#### Task instructions:
When the string "impl" occurs in a line of the records, show that line.

#### Saved data entries:
□ □ □
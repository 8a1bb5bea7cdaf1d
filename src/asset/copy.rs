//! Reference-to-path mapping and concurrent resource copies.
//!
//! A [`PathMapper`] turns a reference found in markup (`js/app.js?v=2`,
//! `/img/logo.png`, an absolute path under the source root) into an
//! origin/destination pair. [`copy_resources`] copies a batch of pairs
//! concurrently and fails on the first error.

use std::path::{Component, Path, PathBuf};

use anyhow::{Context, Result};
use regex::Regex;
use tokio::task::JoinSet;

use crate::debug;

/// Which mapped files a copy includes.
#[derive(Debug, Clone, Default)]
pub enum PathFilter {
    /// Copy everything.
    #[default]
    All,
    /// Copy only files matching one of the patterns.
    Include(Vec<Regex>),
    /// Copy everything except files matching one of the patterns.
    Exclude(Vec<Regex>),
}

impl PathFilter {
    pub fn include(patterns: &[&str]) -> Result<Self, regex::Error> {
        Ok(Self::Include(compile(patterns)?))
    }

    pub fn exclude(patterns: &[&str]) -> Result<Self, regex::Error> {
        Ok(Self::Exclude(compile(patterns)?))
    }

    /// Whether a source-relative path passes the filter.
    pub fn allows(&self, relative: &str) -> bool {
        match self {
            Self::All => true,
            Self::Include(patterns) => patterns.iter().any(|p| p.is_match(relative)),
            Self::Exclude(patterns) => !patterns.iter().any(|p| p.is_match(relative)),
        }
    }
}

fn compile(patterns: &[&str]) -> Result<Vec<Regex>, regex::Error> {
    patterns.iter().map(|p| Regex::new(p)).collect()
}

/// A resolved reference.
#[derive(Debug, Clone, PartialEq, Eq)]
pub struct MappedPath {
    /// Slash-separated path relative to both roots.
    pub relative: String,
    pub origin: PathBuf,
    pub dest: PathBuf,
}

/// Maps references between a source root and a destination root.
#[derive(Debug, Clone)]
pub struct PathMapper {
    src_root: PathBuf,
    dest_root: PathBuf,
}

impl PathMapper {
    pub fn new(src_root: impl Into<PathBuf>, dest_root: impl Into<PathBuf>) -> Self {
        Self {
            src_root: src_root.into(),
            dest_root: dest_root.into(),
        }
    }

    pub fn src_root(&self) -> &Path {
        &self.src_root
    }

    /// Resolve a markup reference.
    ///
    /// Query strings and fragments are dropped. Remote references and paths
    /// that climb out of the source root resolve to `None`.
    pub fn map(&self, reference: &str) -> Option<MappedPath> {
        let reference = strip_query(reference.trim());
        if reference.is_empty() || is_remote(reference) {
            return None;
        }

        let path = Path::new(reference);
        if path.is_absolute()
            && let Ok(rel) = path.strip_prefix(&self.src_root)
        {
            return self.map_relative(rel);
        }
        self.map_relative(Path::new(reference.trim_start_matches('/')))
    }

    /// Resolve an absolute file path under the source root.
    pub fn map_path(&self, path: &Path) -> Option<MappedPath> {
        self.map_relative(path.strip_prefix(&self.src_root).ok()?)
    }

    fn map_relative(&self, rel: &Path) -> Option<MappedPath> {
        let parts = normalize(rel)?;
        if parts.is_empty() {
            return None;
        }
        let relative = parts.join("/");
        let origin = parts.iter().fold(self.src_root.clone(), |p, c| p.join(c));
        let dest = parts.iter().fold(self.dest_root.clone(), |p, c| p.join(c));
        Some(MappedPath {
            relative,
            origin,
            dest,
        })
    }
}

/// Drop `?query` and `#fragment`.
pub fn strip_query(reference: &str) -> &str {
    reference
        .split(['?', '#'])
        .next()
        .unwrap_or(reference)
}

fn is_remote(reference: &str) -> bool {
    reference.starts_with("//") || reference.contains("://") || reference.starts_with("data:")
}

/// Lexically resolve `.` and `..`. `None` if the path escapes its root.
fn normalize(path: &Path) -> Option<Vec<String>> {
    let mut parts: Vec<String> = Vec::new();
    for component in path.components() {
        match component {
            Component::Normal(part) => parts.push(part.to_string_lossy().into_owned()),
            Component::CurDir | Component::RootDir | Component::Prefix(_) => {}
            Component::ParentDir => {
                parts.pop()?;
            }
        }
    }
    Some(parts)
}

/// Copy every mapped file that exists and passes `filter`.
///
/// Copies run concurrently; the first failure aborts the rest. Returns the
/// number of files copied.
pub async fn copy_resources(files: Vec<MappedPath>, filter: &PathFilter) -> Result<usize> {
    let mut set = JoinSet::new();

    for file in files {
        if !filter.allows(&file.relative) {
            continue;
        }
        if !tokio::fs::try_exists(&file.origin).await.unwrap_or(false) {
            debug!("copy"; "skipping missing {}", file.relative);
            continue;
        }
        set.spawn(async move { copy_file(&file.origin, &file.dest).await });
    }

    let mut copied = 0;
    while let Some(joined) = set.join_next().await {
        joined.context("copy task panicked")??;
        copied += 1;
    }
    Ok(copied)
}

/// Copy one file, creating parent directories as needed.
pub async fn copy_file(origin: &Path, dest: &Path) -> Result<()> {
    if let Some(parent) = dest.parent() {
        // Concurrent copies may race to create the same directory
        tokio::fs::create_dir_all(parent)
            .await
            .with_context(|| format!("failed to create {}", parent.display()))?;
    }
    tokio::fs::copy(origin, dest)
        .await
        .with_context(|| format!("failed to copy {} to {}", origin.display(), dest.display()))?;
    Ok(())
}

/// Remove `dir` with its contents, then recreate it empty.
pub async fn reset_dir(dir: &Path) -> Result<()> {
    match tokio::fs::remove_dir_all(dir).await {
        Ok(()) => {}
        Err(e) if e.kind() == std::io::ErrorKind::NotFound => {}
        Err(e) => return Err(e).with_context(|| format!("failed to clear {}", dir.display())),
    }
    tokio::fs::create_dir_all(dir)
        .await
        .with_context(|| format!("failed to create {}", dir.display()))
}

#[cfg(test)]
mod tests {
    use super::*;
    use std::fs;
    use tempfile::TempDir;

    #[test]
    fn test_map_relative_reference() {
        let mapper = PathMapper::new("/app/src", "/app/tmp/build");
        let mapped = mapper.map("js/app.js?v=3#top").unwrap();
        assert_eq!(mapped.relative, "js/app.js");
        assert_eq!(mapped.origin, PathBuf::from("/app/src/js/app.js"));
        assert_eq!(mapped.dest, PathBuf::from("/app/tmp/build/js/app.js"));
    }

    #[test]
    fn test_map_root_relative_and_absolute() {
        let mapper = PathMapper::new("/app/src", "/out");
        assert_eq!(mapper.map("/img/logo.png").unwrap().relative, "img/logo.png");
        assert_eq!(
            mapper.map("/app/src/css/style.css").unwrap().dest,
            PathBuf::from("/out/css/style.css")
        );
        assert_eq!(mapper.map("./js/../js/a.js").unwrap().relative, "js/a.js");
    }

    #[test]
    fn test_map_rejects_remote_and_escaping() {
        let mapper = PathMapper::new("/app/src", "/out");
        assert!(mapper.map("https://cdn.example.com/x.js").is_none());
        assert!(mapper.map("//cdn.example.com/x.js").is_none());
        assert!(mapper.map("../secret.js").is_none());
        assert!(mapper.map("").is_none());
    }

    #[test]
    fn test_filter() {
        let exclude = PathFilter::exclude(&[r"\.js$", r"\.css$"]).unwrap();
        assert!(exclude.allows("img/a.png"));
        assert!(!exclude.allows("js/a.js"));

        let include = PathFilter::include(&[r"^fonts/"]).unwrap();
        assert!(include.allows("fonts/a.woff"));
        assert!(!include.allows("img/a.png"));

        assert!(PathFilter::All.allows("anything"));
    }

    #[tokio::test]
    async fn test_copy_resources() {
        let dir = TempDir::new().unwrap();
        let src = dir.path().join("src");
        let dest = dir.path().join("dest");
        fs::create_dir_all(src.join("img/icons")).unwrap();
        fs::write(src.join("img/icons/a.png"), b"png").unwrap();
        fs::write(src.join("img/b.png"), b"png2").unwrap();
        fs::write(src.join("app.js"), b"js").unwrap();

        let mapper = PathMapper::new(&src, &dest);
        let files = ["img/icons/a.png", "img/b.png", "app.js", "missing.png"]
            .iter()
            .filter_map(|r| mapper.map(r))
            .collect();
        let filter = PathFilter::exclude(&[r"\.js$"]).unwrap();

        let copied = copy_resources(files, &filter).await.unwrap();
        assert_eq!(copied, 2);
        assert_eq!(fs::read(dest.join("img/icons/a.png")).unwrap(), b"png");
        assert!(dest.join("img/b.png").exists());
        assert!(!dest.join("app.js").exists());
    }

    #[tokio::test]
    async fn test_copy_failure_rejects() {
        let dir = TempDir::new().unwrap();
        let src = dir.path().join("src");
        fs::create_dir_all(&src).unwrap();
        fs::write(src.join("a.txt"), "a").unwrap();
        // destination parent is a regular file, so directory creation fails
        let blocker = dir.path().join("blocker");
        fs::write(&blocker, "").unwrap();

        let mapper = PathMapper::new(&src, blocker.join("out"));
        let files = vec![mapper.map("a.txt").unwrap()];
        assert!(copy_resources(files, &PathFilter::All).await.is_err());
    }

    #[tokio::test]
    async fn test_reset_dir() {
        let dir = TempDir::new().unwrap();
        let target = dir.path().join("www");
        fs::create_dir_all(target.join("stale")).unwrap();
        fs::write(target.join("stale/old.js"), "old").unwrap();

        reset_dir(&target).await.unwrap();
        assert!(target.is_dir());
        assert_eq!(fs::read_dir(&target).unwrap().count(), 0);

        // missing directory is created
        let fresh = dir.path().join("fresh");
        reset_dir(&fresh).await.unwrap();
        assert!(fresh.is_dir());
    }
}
□ □ □
#### Written answer:
impl PathFilter {
impl PathMapper {
    pub fn new(src_root: impl Into<PathBuf>, dest_root: impl Into<PathBuf>) -> Self {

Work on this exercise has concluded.